The Reasons for Transfer: The strongest feature of David's essay is the focus. David is pleasingly specific in presenting his reasons for transferring. David knows exactly what he wants to study, and he has a clear understanding of what both Penn and Amherst have to offer him. David's description of his experience in Israel defines the focus of his essay, and he then connects that experience to his reasons for wanting to transfer. There are lots of bad reasons to transfer, but David's clear interest in studying anthropology and archaeology makes his motives seem both well thought-out and reasonable.
The Length: The Common Transfer Application instructions state that the essay needs to be at least 250 words. The application guidelines do not give a maximum length. However, the admissions officers at Penn have thousands of essays to read, so applicants will be hurting their chances of success if their essays ramble on for thousands of words. David's essay comes in at around 380 words. It is tight and concise. He doesn't waste time talking about his disappointments with Amherst, nor does he put much effort into explaining the things that other parts of his application will cover such as grades and extracurricular involvement.
The Tone: David gets the tone perfect, something that is difficult to do in a transfer essay. Let's face it -- if you are transferring it is because there is something about your current school that you don't like. It's easy to be negative and critical of your classes, your professors, your college environment, and so on. It's also easy to come across as a whiner or an ungenerous and angry person who doesn't have the inner resources to make the most of one's circumstances. David avoids these pitfalls. His representation of Amherst is extremely positive. He praises the school while noting that the curricular offerings do not match his professional goals.

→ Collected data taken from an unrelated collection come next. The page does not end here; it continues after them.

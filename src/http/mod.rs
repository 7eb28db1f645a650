//! HTTP 服务器模块 - 使用 Axum 接收触发事件
//!
//! 功能包括：
//! - 触发器入口
//! - 健康检查
//! - Prometheus 指标

pub mod routes;
pub mod server;

pub use server::{HttpServerState, TriggerHttpServer};
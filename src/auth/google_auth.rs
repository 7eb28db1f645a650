use std::path::Path;

use chrono::{DateTime, Duration, Utc};
use jsonwebtoken::{encode, Algorithm, EncodingKey, Header};
use reqwest::Client;
use serde::{Deserialize, Serialize};
use tokio::sync::RwLock;
use tracing::{debug, info};

use crate::error::{Result, ServerError};

/// FCM 发送所需的 scope
pub const SCOPE_FIREBASE_MESSAGING: &str = "https://www.googleapis.com/auth/firebase.messaging";
/// Firestore 读取所需的 scope
pub const SCOPE_DATASTORE: &str = "https://www.googleapis.com/auth/datastore";

const DEFAULT_TOKEN_URI: &str = "https://oauth2.googleapis.com/token";
const JWT_BEARER_GRANT: &str = "urn:ietf:params:oauth:grant-type:jwt-bearer";
/// assertion 有效期（Google 上限 1 小时）
const ASSERTION_TTL_SECS: i64 = 3600;
/// 距离过期不足该秒数时提前刷新
const REFRESH_MARGIN_SECS: i64 = 60;

/// Google service account JSON（只取需要的字段）
#[derive(Debug, Clone, Deserialize)]
pub struct ServiceAccountKey {
    #[serde(default)]
    pub project_id: Option<String>,
    pub private_key: String,
    pub client_email: String,
    #[serde(default = "default_token_uri")]
    pub token_uri: String,
}

fn default_token_uri() -> String {
    DEFAULT_TOKEN_URI.to_string()
}

impl ServiceAccountKey {
    pub fn from_file<P: AsRef<Path>>(path: P) -> Result<Self> {
        let content = std::fs::read_to_string(path.as_ref()).map_err(|e| {
            ServerError::Configuration(format!(
                "无法读取 service account 文件 {:?}: {}",
                path.as_ref(),
                e
            ))
        })?;
        serde_json::from_str(&content).map_err(|e| {
            ServerError::Configuration(format!("service account 文件格式错误: {}", e))
        })
    }
}

#[derive(Debug, Serialize)]
struct AssertionClaims<'a> {
    iss: &'a str,
    scope: &'a str,
    aud: &'a str,
    iat: i64,
    exp: i64,
}

#[derive(Debug, Deserialize)]
struct TokenResponse {
    access_token: String,
    #[serde(default)]
    expires_in: Option<i64>,
}

#[derive(Debug, Clone)]
struct CachedToken {
    access_token: String,
    expires_at: DateTime<Utc>,
}

impl CachedToken {
    fn is_fresh(&self, now: DateTime<Utc>) -> bool {
        self.expires_at - Duration::seconds(REFRESH_MARGIN_SECS) > now
    }
}

/// 凭据来源
enum CredentialSource {
    /// 不带 Authorization（模拟器）
    Anonymous,
    /// 预先获取的 access token
    Static(String),
    /// service account 签发 JWT 换取 access token
    ServiceAccount {
        key: ServiceAccountKey,
        encoding_key: EncodingKey,
    },
}

/// Google OAuth 2.0 access token 提供者
///
/// service account 模式下缓存 token，过期前自动刷新。
pub struct GoogleAuth {
    client: Client,
    source: CredentialSource,
    scopes: String,
    cache: RwLock<Option<CachedToken>>,
}

impl GoogleAuth {
    /// 不携带凭据（Firestore 模拟器 / 本地调试）
    pub fn anonymous() -> Self {
        Self::with_source(CredentialSource::Anonymous, &[])
    }

    /// 使用预先获取的 access token
    pub fn with_static_token(access_token: impl Into<String>) -> Self {
        Self::with_source(CredentialSource::Static(access_token.into()), &[])
    }

    /// 从 service account 文件创建
    pub fn from_service_account_file<P: AsRef<Path>>(path: P, scopes: &[&str]) -> Result<Self> {
        let key = ServiceAccountKey::from_file(path)?;
        Self::from_service_account(key, scopes)
    }

    pub fn from_service_account(key: ServiceAccountKey, scopes: &[&str]) -> Result<Self> {
        let encoding_key = EncodingKey::from_rsa_pem(key.private_key.as_bytes())?;
        info!(
            "[AUTH] Using service account {} (project={:?})",
            key.client_email, key.project_id
        );
        Ok(Self::with_source(
            CredentialSource::ServiceAccount { key, encoding_key },
            scopes,
        ))
    }

    fn with_source(source: CredentialSource, scopes: &[&str]) -> Self {
        Self {
            client: Client::new(),
            source,
            scopes: scopes.join(" "),
            cache: RwLock::new(None),
        }
    }

    /// service account 中的项目 ID
    pub fn project_id(&self) -> Option<&str> {
        match &self.source {
            CredentialSource::ServiceAccount { key, .. } => key.project_id.as_deref(),
            _ => None,
        }
    }

    /// 获取 access token；匿名模式返回 None
    pub async fn access_token(&self) -> Result<Option<String>> {
        match &self.source {
            CredentialSource::Anonymous => Ok(None),
            CredentialSource::Static(token) => Ok(Some(token.clone())),
            CredentialSource::ServiceAccount { key, encoding_key } => {
                let now = Utc::now();
                if let Some(cached) = self.cache.read().await.as_ref() {
                    if cached.is_fresh(now) {
                        return Ok(Some(cached.access_token.clone()));
                    }
                }

                let mut cache = self.cache.write().await;
                // 等写锁期间可能已被其他请求刷新
                if let Some(cached) = cache.as_ref() {
                    if cached.is_fresh(now) {
                        return Ok(Some(cached.access_token.clone()));
                    }
                }

                let fresh = self.exchange_assertion(key, encoding_key, now).await?;
                let token = fresh.access_token.clone();
                *cache = Some(fresh);
                Ok(Some(token))
            }
        }
    }

    /// 签发 JWT assertion 并换取 access token
    async fn exchange_assertion(
        &self,
        key: &ServiceAccountKey,
        encoding_key: &EncodingKey,
        now: DateTime<Utc>,
    ) -> Result<CachedToken> {
        let iat = now.timestamp();
        let claims = AssertionClaims {
            iss: &key.client_email,
            scope: &self.scopes,
            aud: &key.token_uri,
            iat,
            exp: iat + ASSERTION_TTL_SECS,
        };
        let assertion = encode(&Header::new(Algorithm::RS256), &claims, encoding_key)?;

        debug!("[AUTH] Exchanging JWT assertion at {}", key.token_uri);

        let response = self
            .client
            .post(&key.token_uri)
            .form(&[("grant_type", JWT_BEARER_GRANT), ("assertion", assertion.as_str())])
            .send()
            .await
            .map_err(|e| ServerError::Network(format!("OAuth token request failed: {}", e)))?;

        let status = response.status();
        if !status.is_success() {
            let error_text = response.text().await.unwrap_or_default();
            return Err(ServerError::Unauthorized(format!(
                "OAuth token exchange failed: status={}, error={}",
                status, error_text
            )));
        }

        let token: TokenResponse = response.json().await?;
        let expires_in = token.expires_in.unwrap_or(ASSERTION_TTL_SECS);
        info!("[AUTH] Access token refreshed, expires_in={}s", expires_in);

        Ok(CachedToken {
            access_token: token.access_token,
            expires_at: now + Duration::seconds(expires_in),
        })
    }
}
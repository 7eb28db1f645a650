//! 用户文档存储
//!
//! 公告广播前需要读取 users 集合中的全部 token。

pub mod firestore_user_repo;
pub mod memory_user_repo;

pub use firestore_user_repo::FirestoreUserRepository;
pub use memory_user_repo::InMemoryUserRepository;

use async_trait::async_trait;

use crate::error::Result;
use crate::model::UserRecord;

/// 用户仓库 trait（只读）
#[async_trait]
pub trait UserRepository: Send + Sync {
    /// 读取集合中的全部用户文档
    async fn list_users(&self) -> Result<Vec<UserRecord>>;

    /// 实现名称（用于日志）
    fn name(&self) -> &'static str;
}
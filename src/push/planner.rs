use std::collections::BTreeMap;
use std::sync::Arc;

use crate::config::DeliveryConfig;
use crate::model::{AnnouncementRecord, NotificationRecord};
use crate::push::types::{AndroidConfig, ApnsConfig, OutboundMessage, Target};

/// data 中的消息类型键
pub const DATA_KEY_TYPE: &str = "type";
/// data 中的客户端路由键
pub const DATA_KEY_CLICK_ACTION: &str = "click_action";
/// 公告消息携带的公告 ID 键
pub const DATA_KEY_ANNOUNCEMENT_ID: &str = "announcementId";

/// Message Planner（消息构造器）
///
/// 根据文档快照和固定投递参数构造 OutboundMessage，不做任何 IO。
#[derive(Debug, Clone)]
pub struct MessagePlanner {
    delivery: Arc<DeliveryConfig>,
}

impl MessagePlanner {
    pub fn new(delivery: Arc<DeliveryConfig>) -> Self {
        Self { delivery }
    }

    pub fn delivery(&self) -> &DeliveryConfig {
        &self.delivery
    }

    fn android(&self) -> AndroidConfig {
        AndroidConfig {
            priority: self.delivery.android_priority.clone(),
            channel_id: Some(self.delivery.android_channel_id.clone()),
        }
    }

    fn apns(&self) -> ApnsConfig {
        ApnsConfig {
            content_available: self.delivery.apns_content_available,
            badge: Some(self.delivery.apns_badge),
            sound: Some(self.delivery.apns_sound.clone()),
        }
    }

    /// 通知文档 → multicast 消息
    ///
    /// 记录自带的 data 原样保留，`type` 与 `click_action` 覆盖同名键。
    pub fn plan_notification(&self, record: &NotificationRecord) -> OutboundMessage {
        let mut data = record.data.clone();
        if let Some(kind) = &record.kind {
            data.insert(DATA_KEY_TYPE.to_string(), kind.clone());
        }
        data.insert(
            DATA_KEY_CLICK_ACTION.to_string(),
            self.delivery.click_action.clone(),
        );

        OutboundMessage::new(Target::Tokens(record.tokens.clone()))
            .with_notification(record.title.clone(), record.body.clone())
            .with_data(data)
            .with_android(self.android())
            .with_apns(self.apns())
    }

    /// 公告文档 → topic 消息
    pub fn plan_announcement(
        &self,
        record: &AnnouncementRecord,
        announcement_id: &str,
    ) -> OutboundMessage {
        let mut data = BTreeMap::new();
        data.insert(
            DATA_KEY_ANNOUNCEMENT_ID.to_string(),
            announcement_id.to_string(),
        );
        data.insert(
            DATA_KEY_TYPE.to_string(),
            self.delivery.announcement_type.clone(),
        );
        data.insert(
            DATA_KEY_CLICK_ACTION.to_string(),
            self.delivery.click_action.clone(),
        );

        OutboundMessage::new(Target::Topic(self.delivery.announcement_topic.clone()))
            .with_notification(
                Some(self.delivery.announcement_title.clone()),
                record.name.clone(),
            )
            .with_data(data)
            .with_android(self.android())
            .with_apns(self.apns())
    }
}

#[cfg(test)]
mod tests {
    use super::*;

    fn planner() -> MessagePlanner {
        MessagePlanner::new(Arc::new(DeliveryConfig::default()))
    }

    #[test]
    fn test_plan_notification_injects_keys() {
        let mut record = NotificationRecord {
            tokens: vec!["t1".into(), "t2".into()],
            title: Some("Hi".into()),
            body: Some("There".into()),
            kind: Some("chat".into()),
            data: BTreeMap::new(),
        };
        record.data.insert("chatId".into(), "c42".into());
        record.data.insert("type".into(), "overridden".into());

        let message = planner().plan_notification(&record);

        assert_eq!(message.target, Target::Tokens(vec!["t1".into(), "t2".into()]));
        assert_eq!(message.data.get("type").map(String::as_str), Some("chat"));
        assert_eq!(
            message.data.get("click_action").map(String::as_str),
            Some("FLUTTER_NOTIFICATION_CLICK")
        );
        assert_eq!(message.data.get("chatId").map(String::as_str), Some("c42"));
        assert_eq!(message.data.len(), 3);

        let notification = message.notification.unwrap();
        assert_eq!(notification.title.as_deref(), Some("Hi"));
        assert_eq!(notification.body.as_deref(), Some("There"));
    }

    #[test]
    fn test_plan_notification_without_type() {
        let record = NotificationRecord {
            tokens: vec!["t1".into()],
            ..Default::default()
        };
        let message = planner().plan_notification(&record);
        assert!(!message.data.contains_key("type"));
        assert!(message.data.contains_key("click_action"));
    }

    #[test]
    fn test_platform_hints() {
        let message = planner().plan_notification(&NotificationRecord {
            tokens: vec!["t1".into()],
            ..Default::default()
        });
        let android = message.android.unwrap();
        assert_eq!(android.priority, "high");
        assert_eq!(android.channel_id.as_deref(), Some("high_importance_channel"));

        let apns = message.apns.unwrap();
        assert!(apns.content_available);
        assert_eq!(apns.badge, Some(1));
        assert_eq!(apns.sound.as_deref(), Some("default"));
    }

    #[test]
    fn test_plan_announcement() {
        let record = AnnouncementRecord {
            name: Some("Server maintenance".into()),
            is_important: true,
        };
        let message = planner().plan_announcement(&record, "ann-1");

        assert_eq!(message.target, Target::Topic("announcements".into()));
        let notification = message.notification.as_ref().unwrap();
        assert_eq!(notification.title.as_deref(), Some("Important Announcement"));
        assert_eq!(notification.body.as_deref(), Some("Server maintenance"));
        assert_eq!(message.data.get("announcementId").map(String::as_str), Some("ann-1"));
        assert_eq!(message.data.get("type").map(String::as_str), Some("announcement"));
        assert_eq!(
            message.data.get("click_action").map(String::as_str),
            Some("FLUTTER_NOTIFICATION_CLICK")
        );
    }
}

The Personality: Partly because of the tone discussed above, David comes across as a pleasant person, someone who the admissions folks are likely to want to have as part of their campus community. Moreover, David presents himself as someone who likes to push himself to grow. He is honest in his reasons for going to Amherst -- the school seemed like a good "fit" given his small-town upbringing. It is therefore impressive to see him so actively working to expand his experiences beyond his provincial roots.
The Writing: When applying to a place like Penn, the technical aspects of the writing need to be flawless. David's prose is clear, engaging and free of errors.
A Final Word: David's college transfer essay does exactly what an essay needs to do. He clearly articulates his reasons for transferring, and he does so in a positive and specific way. David presents himself as a serious student with clear academic and professional goals. We have little doubt that he has the skills and intellectual curiosity to succeed at Penn, and David has made a strong argument about why this particular transfer makes a lot of sense.